I stand in line again to get another number, and it takes me to counter 28. I cross my fingers, and hand over my ID to a lady I see nothing of beyond her eyes. She instantly looks up and “you have a beautiful name!” are the first words she utters. I smile. The first smile my face has witnessed since morning. What can I help you with? She asks. And my tongue takes off without pausing to check-in with my thoughts for even a second. It answers. She listens so patiently, even as the queue keeps getting longer. I have her undivided attention, and she doesn’t seem to be bothered by all my questions. She, too, answers. She goes so many extra miles to help me. And I walk away with lightness in my heart, though I still have unresolved problems.

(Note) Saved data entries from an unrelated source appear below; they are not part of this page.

use std::any::{Any, TypeId};
use std::collections::HashMap;
use std::sync::Arc;

use crate::core::error::{MapError, Result};
use crate::core::types::TypeKey;
use crate::core::value::DynValue;
use crate::reflect::registry::TypeRegistry;

pub type CreatorFn = Arc<dyn Fn() -> Result<DynValue> + Send + Sync>;

/// Creates destination instances for strategies that need one: merge
/// fallbacks, empty-source mapping and collection reconciliation.
///
/// Resolution order is custom creator, registered default, then empty
/// collection. Anything else is an `ObjectCreation` error, which composite
/// chains consume as "try the next strategy".
pub struct ObjectFactory {
    registry: Arc<TypeRegistry>,
    creators: HashMap<TypeId, CreatorFn>,
}

impl ObjectFactory {
    pub fn new(registry: Arc<TypeRegistry>) -> Self {
        Self {
            registry,
            creators: HashMap::new(),
        }
    }

    /// Installs a custom creator for `T`, shadowing its registered default.
    pub fn with_creator<T, F>(mut self, f: F) -> Self
    where
        T: Any + Send + Sync,
        F: Fn() -> T + Send + Sync + 'static,
    {
        self.creators.insert(
            TypeId::of::<T>(),
            Arc::new(move || Ok(DynValue::new(f()))),
        );
        self
    }

    /// Fallible creator variant for types whose construction can refuse.
    pub fn with_fallible_creator<T, F>(mut self, f: F) -> Self
    where
        T: Any + Send + Sync,
        F: Fn() -> Result<T> + Send + Sync + 'static,
    {
        self.creators
            .insert(TypeId::of::<T>(), Arc::new(move || Ok(DynValue::new(f()?))));
        self
    }

    pub fn can_create(&self, key: TypeKey) -> bool {
        if self.creators.contains_key(&key.id()) {
            return true;
        }
        match self.registry.get_key(key) {
            Some(info) => info.can_default() || info.collection().is_some(),
            None => false,
        }
    }

    pub fn create(&self, key: TypeKey) -> Result<DynValue> {
        if let Some(creator) = self.creators.get(&key.id()) {
            return creator();
        }
        if let Some(info) = self.registry.get_key(key) {
            if info.can_default() {
                return info.default_value();
            }
            if let Some(ops) = info.collection() {
                return ops.empty();
            }
        }
        Err(MapError::ObjectCreation {
            type_name: key.name(),
        })
    }

    pub fn registry(&self) -> &Arc<TypeRegistry> {
        &self.registry
    }
}

#[cfg(test)]
mod tests {
    use super::*;

    fn registry() -> Arc<TypeRegistry> {
        Arc::new(
            TypeRegistry::standard()
                .collection::<Vec<i32>>(|t| t.cloneable())
                .build()
                .unwrap(),
        )
    }

    #[test]
    fn creates_defaults_for_registered_types() {
        let factory = ObjectFactory::new(registry());
        let v = factory.create(TypeKey::of::<String>()).unwrap();
        assert_eq!(v.downcast::<String>().unwrap(), Some(String::new()));
    }

    #[test]
    fn creates_empty_collections_without_default_registration() {
        let factory = ObjectFactory::new(registry());
        let v = factory.create(TypeKey::of::<Vec<i32>>()).unwrap();
        assert_eq!(v.downcast::<Vec<i32>>().unwrap(), Some(Vec::new()));
    }

    #[test]
    fn custom_creator_shadows_default() {
        let factory = ObjectFactory::new(registry()).with_creator::<i32, _>(|| 41);
        let v = factory.create(TypeKey::of::<i32>()).unwrap();
        assert_eq!(v.downcast::<i32>().unwrap(), Some(41));
    }

    #[test]
    fn unknown_type_is_an_object_creation_error() {
        struct Opaque;
        let factory = ObjectFactory::new(registry());
        let err = factory.create(TypeKey::of::<Opaque>()).unwrap_err();
        assert!(matches!(err, MapError::ObjectCreation { .. }));
        assert!(!factory.can_create(TypeKey::of::<Opaque>()));
    }
}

I realize I’m the same naturally anxious person, and that this, too, was the very same setting. But sometimes the tiggers really get to me...when I’m not very attentive. And if fate brings me closer to them, I’m allowed to find an easier alternative. I used to think this only means I’m taking the easy way out. I used to think I should rather “face my demons” and learn how to deal with what makes me uncomfortable. But really, why would I, when this world already has so many God-sent angels?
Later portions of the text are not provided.